Luisa Ranieri sul precariato

A SuperGuidaTv l’attrice ha anche parlato di reclutamento dei docenti. “Quello del precariato è un problema ormai annoso che ha a che fare con almeno 30 anni di cattiva gestione dei soldi. Andrebbero fatti degli investimenti molto più importanti, strutturali perché la scuola è dove si formano i cittadini del futuro, è dove tu crei delle menti che faranno progredire il Paese. Se i nostri studenti vanno tutti all’estero perché sono i più preparati questo qualcosa ci deve suggerire e gli insegnanti dovrebbero essere pagati per quello che meritano perché sono quelli che creano la struttura della società. C’è da dire anche che la coperta è poca, i soldi sono pochi, pochi pagano le tasse e questo è il problema in cui ci troviamo”. 

Ranieri vs Ferilli?

Ai microfoni de Il Messaggero, qualche giorno fa Ranieri ha risposto alla collega Ferilli, che ha parlato della necessità di fare educazione digitale a scuola: “La scuola non può fare tutto perché non ha i mezzi per farlo. Si dovrebbe investire di più sull’essere umano. Non solo con gli sportelli psicologici, ma anche con la consuetudine all’affettività. Più che la patente per i social, bisognerebbe rieducare i giovani all’empatia”.

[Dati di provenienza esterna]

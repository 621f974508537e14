use std::collections::{HashMap, HashSet};

use chrono::{DateTime, Utc};
use sea_orm::{
    ActiveModelTrait, ConnectionTrait, DatabaseConnection, EntityTrait, Set, TransactionTrait,
};
use tracing::{debug, info, warn};

use crate::auth::Actor;
use crate::common::{clean_name, new_id, with_retry, RetryPolicy};
use crate::database::entities::{columns, enum_types};
use crate::errors::{SchemaError, SchemaResult};
use crate::graph_patch::{EntityChange, EntityRef, GraphChanges, GraphPatch};
use crate::graph_types::{ColumnRecord, ColumnUpdate, GraphEntities, NewColumn};
use crate::services::authorization::{read_or_none, AuthorizationService, Capability};
use crate::services::graph_patch_applicator::column_reference;
use crate::services::graph_query::load_table_columns;
use crate::services::undo_service::UndoService;

/// Columns of modeled tables: creation, partial updates, guarded deletes and
/// the reorder that restores dense ordering
pub struct ColumnService {
    db: DatabaseConnection,
    auth: AuthorizationService,
    retry: RetryPolicy,
}

impl ColumnService {
    pub fn new(db: DatabaseConnection, auth: AuthorizationService, retry: RetryPolicy) -> Self {
        Self { db, auth, retry }
    }

    /// `order` is taken as supplied; siblings are not renumbered
    pub async fn create_column(
        &self,
        actor: &Actor,
        input: &NewColumn,
    ) -> SchemaResult<ColumnRecord> {
        with_retry(&self.retry, "create column", move || {
            self.create_column_once(actor, input)
        })
        .await
    }

    async fn create_column_once(
        &self,
        actor: &Actor,
        input: &NewColumn,
    ) -> SchemaResult<ColumnRecord> {
        let txn = self.db.begin().await?;
        let (table, authorized) = self
            .auth
            .authorize_table(&txn, actor, &input.table_id, Capability::Write)
            .await?;
        let name = clean_name("column", &input.name)?;
        if let Some(enum_type_id) = &input.enum_type_id {
            ensure_enum_in_project(&txn, enum_type_id, &table.project_id).await?;
        }

        let now = Utc::now();
        let column = ColumnRecord {
            id: new_id(),
            table_id: input.table_id.clone(),
            name,
            data_type: input.data_type.clone(),
            type_category: input.type_category,
            is_primary_key: input.is_primary_key,
            is_nullable: input.is_nullable,
            is_unique: input.is_unique,
            default_value: input.default_value.clone(),
            array_base_type: input.array_base_type.clone(),
            enum_type_id: input.enum_type_id.clone(),
            order: input.order,
            created_at: now,
            updated_at: now,
        };
        column.to_active_model().insert(&txn).await?;

        UndoService::record(
            &txn,
            authorized.project_id(),
            &authorized.user_id,
            "column.create",
            &GraphPatch::removing(vec![EntityRef::Column(column.id.clone())]),
            &GraphPatch::upserting(GraphEntities {
                columns: vec![column.clone()],
                ..Default::default()
            }),
        )
        .await?;
        txn.commit().await?;

        info!(
            "Created column {} in table {} at order {}",
            column.id, column.table_id, column.order
        );
        Ok(column)
    }

    pub async fn get_column(&self, actor: &Actor, id: &str) -> SchemaResult<Option<ColumnRecord>> {
        let found = read_or_none(
            self.auth
                .authorize_column(&self.db, actor, id, Capability::Read)
                .await,
        )?;
        found
            .map(|(column, _, _)| ColumnRecord::try_from(column))
            .transpose()
    }

    /// Ascending by `order`; ties keep creation order
    pub async fn list_columns(
        &self,
        actor: &Actor,
        table_id: &str,
    ) -> SchemaResult<Vec<ColumnRecord>> {
        let found = read_or_none(
            self.auth
                .authorize_table(&self.db, actor, table_id, Capability::Read)
                .await,
        )?;
        match found {
            Some(_) => load_table_columns(&self.db, table_id).await,
            None => Ok(Vec::new()),
        }
    }

    /// Only supplied fields change; `created_at` is kept and `updated_at` advances
    pub async fn update_column(
        &self,
        actor: &Actor,
        id: &str,
        update: &ColumnUpdate,
    ) -> SchemaResult<ColumnRecord> {
        with_retry(&self.retry, "update column", move || {
            self.update_column_once(actor, id, update)
        })
        .await
    }

    async fn update_column_once(
        &self,
        actor: &Actor,
        id: &str,
        update: &ColumnUpdate,
    ) -> SchemaResult<ColumnRecord> {
        let txn = self.db.begin().await?;
        let (column, table, authorized) = self
            .auth
            .authorize_column(&txn, actor, id, Capability::Write)
            .await?;
        let before = ColumnRecord::try_from(column.clone())?;
        let after =
            apply_column_update(&txn, column, &table.project_id, update, Utc::now()).await?;

        let changes = |column: &ColumnRecord| {
            GraphPatch::changing(GraphChanges {
                columns: vec![EntityChange::new(id, update.values_of(column))],
                ..Default::default()
            })
        };
        UndoService::record(
            &txn,
            authorized.project_id(),
            &authorized.user_id,
            "column.update",
            &changes(&before),
            &changes(&after),
        )
        .await?;
        txn.commit().await?;

        info!("Updated column {}", id);
        Ok(after)
    }

    /// Rejected with a conflict while any relationship references the column
    pub async fn delete_column(&self, actor: &Actor, id: &str) -> SchemaResult<()> {
        with_retry(&self.retry, "delete column", move || {
            self.delete_column_once(actor, id)
        })
        .await
    }

    async fn delete_column_once(&self, actor: &Actor, id: &str) -> SchemaResult<()> {
        let txn = self.db.begin().await?;
        let (column, _, authorized) = self
            .auth
            .authorize_column(&txn, actor, id, Capability::Write)
            .await?;

        if let Some(reason) = column_reference(&txn, id).await? {
            warn!("Refusing to delete column {}: {}", id, reason);
            return Err(SchemaError::Conflict(reason));
        }

        let removed = ColumnRecord::try_from(column)?;
        columns::Entity::delete_by_id(id).exec(&txn).await?;

        UndoService::record(
            &txn,
            authorized.project_id(),
            &authorized.user_id,
            "column.delete",
            &GraphPatch::upserting(GraphEntities {
                columns: vec![removed],
                ..Default::default()
            }),
            &GraphPatch::removing(vec![EntityRef::Column(id.to_string())]),
        )
        .await?;
        txn.commit().await?;

        info!("Deleted column {}", id);
        Ok(())
    }

    /// Assign `order = index` to every column of the table, atomically
    ///
    /// The list must name each column of the table exactly once.
    pub async fn reorder_columns(
        &self,
        actor: &Actor,
        table_id: &str,
        ordered_column_ids: &[String],
    ) -> SchemaResult<Vec<ColumnRecord>> {
        with_retry(&self.retry, "reorder columns", move || {
            self.reorder_columns_once(actor, table_id, ordered_column_ids)
        })
        .await
    }

    async fn reorder_columns_once(
        &self,
        actor: &Actor,
        table_id: &str,
        ordered_column_ids: &[String],
    ) -> SchemaResult<Vec<ColumnRecord>> {
        let txn = self.db.begin().await?;
        let (_, authorized) = self
            .auth
            .authorize_table(&txn, actor, table_id, Capability::Write)
            .await?;

        let current = load_table_columns(&txn, table_id).await?;
        validate_reorder(table_id, &current, ordered_column_ids)?;

        let now = Utc::now();
        let mut by_id: HashMap<&str, &ColumnRecord> =
            current.iter().map(|c| (c.id.as_str(), c)).collect();
        let mut reordered = Vec::with_capacity(ordered_column_ids.len());
        for (index, id) in ordered_column_ids.iter().enumerate() {
            let Some(column) = by_id.remove(id.as_str()) else {
                continue;
            };
            let updated = ColumnRecord {
                order: index as i32,
                updated_at: now,
                ..column.clone()
            };
            columns::ActiveModel {
                id: Set(updated.id.clone()),
                order: Set(updated.order),
                updated_at: Set(now),
                ..Default::default()
            }
            .update(&txn)
            .await?;
            reordered.push(updated);
        }

        UndoService::record(
            &txn,
            authorized.project_id(),
            &authorized.user_id,
            "column.reorder",
            &order_changes(&current),
            &order_changes(&reordered),
        )
        .await?;
        txn.commit().await?;

        info!("Reordered {} columns of table {}", reordered.len(), table_id);
        Ok(reordered)
    }
}

/// Membership, uniqueness and full coverage of a reorder request
fn validate_reorder(
    table_id: &str,
    current: &[ColumnRecord],
    ordered_column_ids: &[String],
) -> SchemaResult<()> {
    let members: HashSet<&str> = current.iter().map(|c| c.id.as_str()).collect();
    let mut seen = HashSet::with_capacity(ordered_column_ids.len());

    for id in ordered_column_ids {
        if !members.contains(id.as_str()) {
            return Err(SchemaError::invalid(format!(
                "column {} does not belong to table {}",
                id, table_id
            )));
        }
        if !seen.insert(id.as_str()) {
            return Err(SchemaError::invalid(format!(
                "column {} appears more than once",
                id
            )));
        }
    }

    if seen.len() != members.len() {
        debug!(
            "Reorder of table {} names {} of {} columns",
            table_id,
            seen.len(),
            members.len()
        );
        return Err(SchemaError::invalid(format!(
            "reorder must list all {} columns of table {}",
            members.len(),
            table_id
        )));
    }
    Ok(())
}

/// Only `order` is recorded, so undoing a reorder leaves other fields alone
fn order_changes(columns: &[ColumnRecord]) -> GraphPatch {
    GraphPatch::changing(GraphChanges {
        columns: columns
            .iter()
            .map(|c| EntityChange::new(c.id.as_str(), ColumnUpdate::order_only(c.order)))
            .collect(),
        ..Default::default()
    })
}

/// Write the supplied fields onto a stored column of `project_id`
pub(crate) async fn apply_column_update<C: ConnectionTrait>(
    conn: &C,
    column: columns::Model,
    project_id: &str,
    update: &ColumnUpdate,
    now: DateTime<Utc>,
) -> SchemaResult<ColumnRecord> {
    let mut active: columns::ActiveModel = column.into();
    if let Some(name) = &update.name {
        active.name = Set(clean_name("column", name)?);
    }
    if let Some(data_type) = &update.data_type {
        active.data_type = Set(data_type.clone());
    }
    if let Some(type_category) = update.type_category {
        active.type_category = Set(type_category.as_str().to_string());
    }
    if let Some(is_primary_key) = update.is_primary_key {
        active.is_primary_key = Set(is_primary_key);
    }
    if let Some(is_nullable) = update.is_nullable {
        active.is_nullable = Set(is_nullable);
    }
    if let Some(is_unique) = update.is_unique {
        active.is_unique = Set(is_unique);
    }
    if let Some(default_value) = &update.default_value {
        active.default_value = Set(default_value.clone());
    }
    if let Some(array_base_type) = &update.array_base_type {
        active.array_base_type = Set(array_base_type.clone());
    }
    if let Some(enum_type_id) = &update.enum_type_id {
        if let Some(enum_type_id) = enum_type_id {
            ensure_enum_in_project(conn, enum_type_id, project_id).await?;
        }
        active.enum_type_id = Set(enum_type_id.clone());
    }
    if let Some(order) = update.order {
        active.order = Set(order);
    }
    active.updated_at = Set(now);
    ColumnRecord::try_from(active.update(conn).await?)
}

async fn ensure_enum_in_project<C: ConnectionTrait>(
    conn: &C,
    enum_type_id: &str,
    project_id: &str,
) -> SchemaResult<()> {
    let enum_type = enum_types::Entity::find_by_id(enum_type_id).one(conn).await?;
    match enum_type {
        Some(enum_type) if enum_type.project_id == project_id => Ok(()),
        _ => Err(SchemaError::invalid(format!(
            "enum type {} is not part of project {}",
            enum_type_id, project_id
        ))),
    }
}

#[cfg(test)]
mod tests {
    use super::*;
    use crate::graph_types::TypeCategory;

    fn column(id: &str, order: i32) -> ColumnRecord {
        let now = Utc::now();
        ColumnRecord {
            id: id.into(),
            table_id: "t1".into(),
            name: id.into(),
            data_type: "text".into(),
            type_category: TypeCategory::Text,
            is_primary_key: false,
            is_nullable: true,
            is_unique: false,
            default_value: None,
            array_base_type: None,
            enum_type_id: None,
            order,
            created_at: now,
            updated_at: now,
        }
    }

    fn ids(values: &[&str]) -> Vec<String> {
        values.iter().map(|v| v.to_string()).collect()
    }

    #[test]
    fn test_reorder_accepts_a_permutation() {
        let current = vec![column("a", 0), column("b", 0)];
        assert!(validate_reorder("t1", &current, &ids(&["b", "a"])).is_ok());
        assert!(validate_reorder("t1", &[], &[]).is_ok());
    }

    #[test]
    fn test_reorder_rejects_foreign_duplicate_and_partial_lists() {
        let current = vec![column("a", 0), column("b", 1)];

        for request in [
            ids(&["a", "b", "x"]),
            ids(&["a", "a", "b"]),
            ids(&["b"]),
        ] {
            assert!(matches!(
                validate_reorder("t1", &current, &request),
                Err(SchemaError::InvalidArgument(_))
            ));
        }
    }
}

E, sul confronto con lei: “Nessuna competizione. Anzi, sono molto contenta: più si parla di scuola, anche in contesti diversi, e meglio è”. Poi Ranieri ha lodato la scuola pubblica: “Le mie figlie vanno nella scuola pubblica dietro casa. Le scuole italiane sono piene di gente super competente. Magari mancano la carta igienica e il gesso. Ma i docenti sono bravi”.